Solution Approach 2:
The system changes the operational parameters of the conversational agent from fixed rules to dynamic parameters learned from training data. The neural network adjusts its response behavior based on patterns learned during training, allowing flexible adaptation to different query types and contexts while maintaining high accuracy.
2Reliability
If human agents are used, then response accuracy is improved, but training time and operational costs increase
Solution Approach 1:
The patent creates an artificial intelligence copy of human expert knowledge through neural network training. The system learns from training data containing examples of accurate responses to healthcare insurance queries, capturing expert knowledge in a digital model that can serve countless customers simultaneously without requiring ongoing human training.
Solution Approach 2:
The conversational agent performs self-learning through automated training processes.
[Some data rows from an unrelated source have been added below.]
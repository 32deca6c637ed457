//! In-memory tabular data shared by the split, dedup and merge engines.
//!
//! A `Table` is immutable from the outside: every operation returns a new
//! table rather than mutating its input.

mod csv_out;
mod frame;
mod ops;
mod value;

pub use csv_out::{to_csv_bytes, write_csv};
pub use frame::{Record, Table};
pub use ops::{concat, join, JoinType, Suffixes};
pub(crate) use ops::concat_each;
pub use value::{is_null_token, parse_datetime, ColumnType, Value, NULL_TOKENS};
The neural network automatically adjusts its parameters and improves its responses through exposure to training data, eliminating the need for manual training of human agents while maintaining high response accuracy.
3Loss of information
If comprehensive insurance plan coverage is provided, then information completeness is improved, but system complexity increases
Solution Approach 1:
The patent introduces an intermediary layer between the complex insurance data and the user. The neural network acts as a mediator that automatically processes, filters, and presents only the relevant insurance plan information needed to answer specific user questions, shielding users from underlying system complexity while providing comprehensive information.
Solution Approach 2:
The system segments complex insurance plan information into manageable components based on user intent. The conversational agent breaks down comprehensive plan details into specific, relevant facts that directly address the user's question, presenting information in digestible portions rather than overwhelming users with complete plan documentation.
Data Source
AI summary
The disclosure relates to systems, methods, and computer-readable media for an artificial intelligence (AI) conversational agent configured for enhanced user interaction in multi-channel contact centers. An example method includes receiving a query regarding a particular property of an asset during a real-time conversation, classifying an intent of the query into a predefined category, triggering, based on the classifying of the intent, a finetuned large language model for the predefined category to answer the query, generating, by the finetuned large language model, a response to the query based on at least one of an information data model and a knowledge graph data store, and outputting the response to the query.